Although the idea of going bald typically conjures images of aging men, hair loss affects people of all genders and ages: Hair can fall out prematurely because of genetic predisposition, drug side effects, or autoimmune disorders. A recent test of two FDA-approved drugs—ruxolitinib and tofacitinib—now suggests that a general treatment for hair loss might be on the way (Sci. Adv. 2015, DOI: 10.1126/sciadv.1500973).

A team of researchers at Columbia University had observed that these drugs—approved for the treatment of myelofibrosis and rheumatoid arthritis, respectively—promoted hair growth when fed to mice but also impaired the animals’ immune systems. So the scientists thought the compounds might work ­better when rubbed onto skin.

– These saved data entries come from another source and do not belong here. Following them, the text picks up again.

//! Input graph module. The directed graph is represented as an immutable
//! compressed-sparse-row (CSR) adjacency structure, read-only from the
//! moment preprocessing begins.
use std::path::Path;

use anyhow::{bail, Context};
use serde::{Deserialize, Serialize};

use crate::constants::Weight;

/// Default integer type for node indices.
pub type DefaultIdx = u32;

/// Node identifier: a position in `[0, N)`, stable across preprocessing.
#[derive(Debug, Clone, Copy, PartialEq, Eq, PartialOrd, Ord, Hash, Deserialize, Serialize)]
pub struct NodeIndex(DefaultIdx);

impl NodeIndex {
    #[inline]
    pub fn new(x: usize) -> Self {
        NodeIndex(x as DefaultIdx)
    }

    #[inline]
    pub fn index(self) -> usize {
        self.0 as usize
    }
}

impl From<usize> for NodeIndex {
    fn from(x: usize) -> Self {
        NodeIndex::new(x)
    }
}

/// Short version of `NodeIndex::new`.
pub fn node_index(index: usize) -> NodeIndex {
    NodeIndex::new(index)
}

/// A directed graph G = (V,E) stored in compressed-sparse-row form.
///
/// Invariants:
/// - `first_out` has length `N+1`, monotonically non-decreasing,
///   `first_out[0] = 0`, `first_out[N] = E`.
/// - the outgoing edges of `u` are the contiguous range
///   `[first_out[u], first_out[u+1])` of `to`/`weights`.
/// - self-loops and multi-edges are tolerated but not deduplicated here;
///   they are collapsed when an arc is inserted into the overlay.
#[derive(Debug, Clone, Serialize, Deserialize)]
pub struct Graph {
    first_out: Vec<u32>,
    to: Vec<NodeIndex>,
    weights: Vec<Weight>,
}

impl Graph {
    /// Builds a CSR graph from `num_nodes` nodes and an edge list, bucketing
    /// by source node via a counting sort (stable: arcs keep their relative
    /// input order within a node's bucket).
    pub fn from_edges(num_nodes: usize, edges: &[(NodeIndex, NodeIndex, Weight)]) -> Self {
        let mut first_out = vec![0u32; num_nodes + 1];

        for &(u, v, w) in edges {
            assert!(u.index() < num_nodes, "edge source {} out of range", u.index());
            assert!(v.index() < num_nodes, "edge target {} out of range", v.index());
            assert!(w >= 0.0 && w.is_finite(), "edge weight must be non-negative and finite, got {}", w);
            first_out[u.index() + 1] += 1;
        }

        for i in 0..num_nodes {
            first_out[i + 1] += first_out[i];
        }

        let mut to = vec![NodeIndex::new(0); edges.len()];
        let mut weights = vec![0.0; edges.len()];
        let mut cursor = first_out.clone();

        for &(u, v, w) in edges {
            let pos = cursor[u.index()] as usize;
            to[pos] = v;
            weights[pos] = w;
            cursor[u.index()] += 1;
        }

        Graph { first_out, to, weights }
    }

    pub fn num_nodes(&self) -> usize {
        self.first_out.len().saturating_sub(1)
    }

    pub fn num_edges(&self) -> usize {
        self.to.len()
    }

    /// Iterates the outgoing arcs of `u` as `(neighbor, weight)` pairs.
    pub fn neighbors_outgoing(&self, u: NodeIndex) -> impl Iterator<Item = (NodeIndex, Weight)> + '_ {
        let start = self.first_out[u.index()] as usize;
        let end = self.first_out[u.index() + 1] as usize;
        (start..end).map(move |e| (self.to[e], self.weights[e]))
    }

    /// Parses a graph from one of the two accepted text formats: DIMACS-like
    /// (`c` comments, `p sp N E`, `a u v w` with 1-based ids) or Plain
    /// (`N E` header, `u v w` lines with 0-based ids).
    pub fn from_text(input: &str) -> anyhow::Result<Self> {
        let lines: Vec<&str> = input
            .lines()
            .map(str::trim)
            .filter(|l| !l.is_empty())
            .collect();

        if lines.is_empty() {
            bail!("graph file is empty");
        }

        let first_token = lines[0].split_whitespace().next().unwrap_or("");
        if first_token == "c" || first_token == "p" {
            Self::parse_dimacs(&lines)
        } else {
            Self::parse_plain(&lines)
        }
    }

    pub fn from_file(path: impl AsRef<Path>) -> anyhow::Result<Self> {
        let content = std::fs::read_to_string(path.as_ref())
            .with_context(|| format!("reading graph file {:?}", path.as_ref()))?;
        Self::from_text(&content)
    }

    fn parse_dimacs(lines: &[&str]) -> anyhow::Result<Self> {
        let mut cursor = 0;
        while cursor < lines.len() && lines[cursor].starts_with('c') {
            cursor += 1;
        }

        let problem_line = *lines.get(cursor).context("missing problem line 'p sp N E'")?;
        cursor += 1;

        let tokens: Vec<&str> = problem_line.split_whitespace().collect();
        if tokens.len() != 4 || tokens[0] != "p" || tokens[1] != "sp" {
            bail!("malformed problem line, expected 'p sp N E': {:?}", problem_line);
        }
        let n: i64 = tokens[2].parse().context("malformed node count")?;
        let e: i64 = tokens[3].parse().context("malformed edge count")?;
        if n <= 0 {
            bail!("node count must be positive, got {}", n);
        }
        if e < 0 {
            bail!("edge count must be non-negative, got {}", e);
        }
        let n = n as usize;
        let e = e as usize;

        let mut edges = Vec::with_capacity(e);
        while cursor < lines.len() {
            let line = lines[cursor];
            cursor += 1;

            if line.starts_with('c') {
                continue;
            }
            if !line.starts_with('a') {
                bail!("unexpected line in graph file: {:?}", line);
            }

            let tokens: Vec<&str> = line.split_whitespace().collect();
            if tokens.len() != 4 {
                bail!("malformed arc line, expected 'a u v w': {:?}", line);
            }
            let u: i64 = tokens[1].parse().context("malformed arc source")?;
            let v: i64 = tokens[2].parse().context("malformed arc target")?;
            let w: Weight = tokens[3].parse().context("malformed arc weight")?;

            if u < 1 || u > n as i64 || v < 1 || v > n as i64 {
                bail!("arc endpoint out of range: {:?}", line);
            }
            if !(w >= 0.0 && w.is_finite()) {
                bail!("arc weight must be non-negative and finite: {:?}", line);
            }

            edges.push((node_index(u as usize - 1), node_index(v as usize - 1), w));
        }

        if edges.len() != e {
            bail!(
                "declared edge count {} does not match actual arc count {}",
                e,
                edges.len()
            );
        }

        Ok(Graph::from_edges(n, &edges))
    }

    fn parse_plain(lines: &[&str]) -> anyhow::Result<Self> {
        let tokens: Vec<&str> = lines[0].split_whitespace().collect();
        if tokens.len() != 2 {
            bail!("malformed header line, expected 'N E': {:?}", lines[0]);
        }
        let n: i64 = tokens[0].parse().context("malformed node count")?;
        let e: i64 = tokens[1].parse().context("malformed edge count")?;
        if n <= 0 {
            bail!("node count must be positive, got {}", n);
        }
        if e < 0 {
            bail!("edge count must be non-negative, got {}", e);
        }
        let n = n as usize;
        let e = e as usize;

        let mut edges = Vec::with_capacity(e);
        for &line in &lines[1..] {
            let tokens: Vec<&str> = line.split_whitespace().collect();
            if tokens.len() != 3 {
                bail!("malformed edge line, expected 'u v w': {:?}", line);
            }
            let u: i64 = tokens[0].parse().context("malformed edge source")?;
            let v: i64 = tokens[1].parse().context("malformed edge target")?;
            let w: Weight = tokens[2].parse().context("malformed edge weight")?;

            if u < 0 || u >= n as i64 || v < 0 || v >= n as i64 {
                bail!("edge endpoint out of range: {:?}", line);
            }
            if !(w >= 0.0 && w.is_finite()) {
                bail!("edge weight must be non-negative and finite: {:?}", line);
            }

            edges.push((node_index(u as usize), node_index(v as usize), w));
        }

        if edges.len() != e {
            bail!(
                "declared edge count {} does not match actual edge count {}",
                e,
                edges.len()
            );
        }

        Ok(Graph::from_edges(n, &edges))
    }
}

#[cfg(test)]
mod tests {
    use super::*;

    #[test]
    fn empty_graph_has_zero_nodes() {
        let g = Graph::from_edges(0, &[]);
        assert_eq!(g.num_nodes(), 0);
        assert_eq!(g.num_edges(), 0);
    }

    #[test]
    fn parses_dimacs_with_comments() {
        let input = "c a road network\np sp 3 2\na 1 2 1.5\nc mid comment\na 2 3 2.0\n";
        let g = Graph::from_text(input).unwrap();
        assert_eq!(g.num_nodes(), 3);
        assert_eq!(g.num_edges(), 2);
        let out0: Vec<_> = g.neighbors_outgoing(node_index(0)).collect();
        assert_eq!(out0, vec![(node_index(1), 1.5)]);
    }

    #[test]
    fn parses_plain_format() {
        let input = "3 2\n0 1 1.5\n1 2 2.0\n";
        let g = Graph::from_text(input).unwrap();
        assert_eq!(g.num_nodes(), 3);
        assert_eq!(g.num_edges(), 2);
    }

    #[test]
    fn rejects_arc_count_mismatch() {
        let input = "p sp 2 2\na 1 2 1.0\n";
        assert!(Graph::from_text(input).is_err());
    }

    #[test]
    fn rejects_out_of_range_endpoint() {
        let input = "p sp 2 1\na 1 3 1.0\n";
        assert!(Graph::from_text(input).is_err());
    }

    #[test]
    fn rejects_negative_node_count() {
        assert!(Graph::from_text("p sp 0 0\n").is_err());
        assert!(Graph::from_text("0 0\n").is_err());
    }

    #[test]
    fn rejects_unrecognized_first_character() {
        assert!(Graph::from_text("x weird line\n").is_err());
    }
}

The team shaved mice when their fur was in telogen, the resting stage of a hair follicle’s growth cycle. In this stage, hair usually takes more than a month to begin growing back. But treated areas of a mouse’s skin fully grew back in less than three weeks. Team leader Angela M. Christiano says the drugs are “basically accelerating what would normally happen several weeks later. They’re inducing new hair to begin to grow.”

The Columbia team got similar results on human skin grafted onto mice. However, in this experiment, tofacitinib was more effective.

The mechanism by which these drugs spur hair growth—at least in mice—appears to be very different from standard topical hair loss treatments such as Rogaine. A therapy for male-pattern baldness, Rogaine uses minoxidil, a vasodilator, to stimulate blood flow to hair follicles and thereby prevent hair from falling out. The new topical treatments inhibit JAK-STAT signaling, a pathway involving Janus kinases that triggers cells to begin transcribing DNA. Researchers believe this signaling pathway is most active when hair follicles, a type of stem cell, are at rest. When drugs block the pathway, the follicles “wake up” and enter a new growth phase.

“The big news of this new paper is that JAK inhibitors are even more versatile in function than previously thought,” says Amy McMichael, professor of dermatology at Wake Forest Baptist Medical Center, who was not involved in the study.

Christiano’s team hopes the drugs may curb hair loss from a variety of causes, such as the autoimmune disease alopecia areata and chemotherapy. “For any clinical setting where the hairs are stuck in resting phase,” Christiano says, “this would be a way to think about coaxing them back into the hair cycle.”